Many Americans are taking on part-time work or maintaining their own business or consulting service well past age 65. This means retirement is no longer necessarily one drastic transition, but often a multi-part process. This means there is a lot more for couples to negotiate.
2. Talk it out.
Communication is key in any decision. The question of when to retire involves many factors — money, job satisfaction, age difference and future plans. Will you both retire at the same time? Will either or both of you work freelance or part time? Will you move or stay put? Will you travel or live simply?
In addition to these factors, it's a good idea to consider your marital happiness and how you work better (with some alone time, with separate projects, etc.). It's important to be confident and clear when you communicate your vision and priorities with your partner. If you are not able to do it on your own, you can always seek professional help through financial advisers, marriage counselors or both.
Depending on what you want or your partner feels he or she needs, you may think about taking on new roles. If you were once the breadwinner but your spouse is willing to work more if you could contribute more to the family, you may be able to step back. Meanwhile if you are unhappy in your position, you may need your partner to take the reins while you look for a more fulfilling job.
3. Make the plans.
Once you have reached an understanding and hopefully a compromise through speaking openly and honestly with your spouse, you may think you are all set. But, having a detailed plan on how to get there can make all the difference.

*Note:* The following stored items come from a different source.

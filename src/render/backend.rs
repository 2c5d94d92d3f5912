use std::io::Cursor;

use anyhow::Context;

use crate::foundation::core::Canvas;
use crate::foundation::error::{VitrineError, VitrineResult};

/// A rendered frame as RGBA8 pixels.
///
/// Frames are **premultiplied alpha**. The `premultiplied` flag makes this explicit at API
/// boundaries.
#[derive(Clone, Debug, PartialEq, Eq)]
pub struct FrameRGBA {
    /// Frame width in pixels.
    pub width: u32,
    /// Frame height in pixels.
    pub height: u32,
    /// RGBA8 bytes, tightly packed, row-major.
    pub data: Vec<u8>,
    /// Whether the `data` is premultiplied alpha.
    pub premultiplied: bool,
}

impl FrameRGBA {
    /// Canvas this frame was rendered at.
    pub fn canvas(&self) -> Canvas {
        Canvas {
            width: self.width,
            height: self.height,
        }
    }

    /// Premultiplied pixel at `(x, y)`.
    pub fn pixel(&self, x: u32, y: u32) -> Option<[u8; 4]> {
        if x >= self.width || y >= self.height {
            return None;
        }
        let i = ((y as usize) * (self.width as usize) + (x as usize)) * 4;
        Some([
            self.data[i],
            self.data[i + 1],
            self.data[i + 2],
            self.data[i + 3],
        ])
    }
}

/// Encode a frame as PNG bytes (straight alpha).
pub fn encode_png(frame: &FrameRGBA) -> VitrineResult<Vec<u8>> {
    let mut straight = frame.data.clone();
    if frame.premultiplied {
        unpremultiply_rgba8_in_place(&mut straight);
    }
    let img = image::RgbaImage::from_raw(frame.width, frame.height, straight)
        .ok_or_else(|| VitrineError::evaluation("frame byte length does not match its size"))?;

    let mut buf = Vec::new();
    image::DynamicImage::ImageRgba8(img)
        .write_to(&mut Cursor::new(&mut buf), image::ImageFormat::Png)
        .context("encode png")?;
    Ok(buf)
}

fn unpremultiply_rgba8_in_place(rgba: &mut [u8]) {
    for px in rgba.chunks_exact_mut(4) {
        let a = u16::from(px[3]);
        if a == 0 || a == 255 {
            continue;
        }
        for c in &mut px[..3] {
            *c = ((u16::from(*c) * 255 + a / 2) / a).min(255) as u8;
        }
    }
}

#[cfg(test)]
#[path = "../../tests/unit/render/backend.rs"]
mod tests;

How much will you have to save each month to reach your retirement age goal? Once you've figured that out, it's a good idea to make a new budget that accommodates that. Debt can also be a huge weight on your retirement savings. You can see your lifetime cost of debt here to see what you'll be looking at spending to borrow.

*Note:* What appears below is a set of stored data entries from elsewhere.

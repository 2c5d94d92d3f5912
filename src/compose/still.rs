use crate::assets::decode::DecodedAsset;
use crate::assets::placeholder::placeholder_asset;
use crate::compose::overlay::{OverlayPlan, OverlayProfile, build_overlay, paint_overlay};
use crate::compose::placement::cover_fit;
use crate::creative::metadata::CreativeMetadata;
use crate::foundation::core::{Canvas, Rect};
use crate::foundation::error::VitrineResult;
use crate::render::backend::{FrameRGBA, encode_png};
use crate::render::cpu::{CpuPainter, ImagePaint};
use crate::text::engine::{FixedAdvance, FontBook, TextLayoutEngine};
use crate::timeline::model::{EntryKind, TimelineEntry};

/// One composited feed still.
#[derive(Clone, Debug)]
pub struct ComposedStill {
    /// Premultiplied pixels.
    pub frame: FrameRGBA,
    /// Whether the call-to-action badge was drawn.
    pub has_cta: bool,
}

impl ComposedStill {
    /// Encode as PNG.
    pub fn to_png(&self) -> VitrineResult<Vec<u8>> {
        encode_png(&self.frame)
    }
}

/// Renders single feed stills: the entry's image cover-fitted, plus the listing overlay on photos.
pub struct StaticComposer {
    canvas: Canvas,
    profile: OverlayProfile,
    painter: CpuPainter,
    text: Option<TextLayoutEngine>,
}

impl StaticComposer {
    /// Composer for `canvas` using the feed overlay layout.
    ///
    /// Without `fonts`, overlay shapes are still drawn but text is skipped.
    pub fn new(canvas: Canvas, fonts: Option<&FontBook>) -> VitrineResult<Self> {
        let text = fonts.map(TextLayoutEngine::new).transpose()?;
        if text.is_none() {
            tracing::warn!("no overlay fonts configured, still text will be skipped");
        }
        Ok(Self {
            canvas,
            profile: OverlayProfile::feed(),
            painter: CpuPainter::new(),
            text,
        })
    }

    /// Composer for the standard 1080x1350 feed canvas.
    pub fn feed(fonts: Option<&FontBook>) -> VitrineResult<Self> {
        Self::new(Canvas::FEED, fonts)
    }

    /// Output size.
    pub fn canvas(&self) -> Canvas {
        self.canvas
    }

    /// Overlay that `compose` would draw for a photo entry.
    pub fn plan_overlay(&mut self, metadata: &CreativeMetadata, is_first: bool) -> OverlayPlan {
        match self.text.as_mut() {
            Some(engine) => build_overlay(metadata, self.canvas, &self.profile, engine, is_first),
            None => build_overlay(
                metadata,
                self.canvas,
                &self.profile,
                &mut FixedAdvance::default(),
                is_first,
            ),
        }
    }

    /// Composite entry `index`.
    ///
    /// An entry without a decoded asset gets the deterministic placeholder for its index.
    /// `is_first` requests the call-to-action badge; it only applies to photo entries.
    #[tracing::instrument(skip(self, entry, asset, metadata), fields(entry = %entry.id))]
    pub fn compose(
        &mut self,
        entry: &TimelineEntry,
        index: usize,
        asset: Option<&DecodedAsset>,
        metadata: &CreativeMetadata,
        is_first: bool,
    ) -> VitrineResult<ComposedStill> {
        let placeholder;
        let asset = match asset {
            Some(a) => a,
            None => {
                tracing::warn!(index, "entry has no bound asset, drawing placeholder");
                placeholder = placeholder_asset(index, self.canvas.width, self.canvas.height);
                &placeholder
            }
        };
        let image = ImagePaint::from_asset(asset)?;
        let plan = match entry.kind {
            EntryKind::Photo => Some(self.plan_overlay(metadata, is_first)),
            EntryKind::Cover | EntryKind::Closing => None,
        };
        let has_cta = plan.as_ref().is_some_and(OverlayPlan::has_cta);

        let canvas = self.canvas;
        let Self { painter, text, .. } = self;
        let frame = painter.paint(canvas, |scope| {
            let full = Rect::new(0.0, 0.0, canvas.w(), canvas.h());
            scope.draw_image(&image, cover_fit(image.width(), image.height(), full));
            if let Some(plan) = &plan {
                paint_overlay(scope, plan, text.as_mut())?;
            }
            Ok(())
        })?;
        tracing::debug!(has_cta, "still composed");
        Ok(ComposedStill { frame, has_cta })
    }
}

#[cfg(test)]
#[path = "../../tests/unit/compose/still.rs"]
mod tests;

A better credit score can lower that total, so check your credit scores for free on Credit.com to see where you stand and what you can do to improve your credit.
You also want to think about locations — some places are better for retirement than others, tax, weather, and living cost wise. You may also need to consider health factors and access to the care you or your partner may need as time goes on. Will you need to move to reach your retirement goals? Are you able to? Or do you want to move once you retire and how will that impact how much you need to save?
So even if your spouse doesn't have the same ideas about retirement saving or timing as you do, it's important to communicate and make plans to get you both there.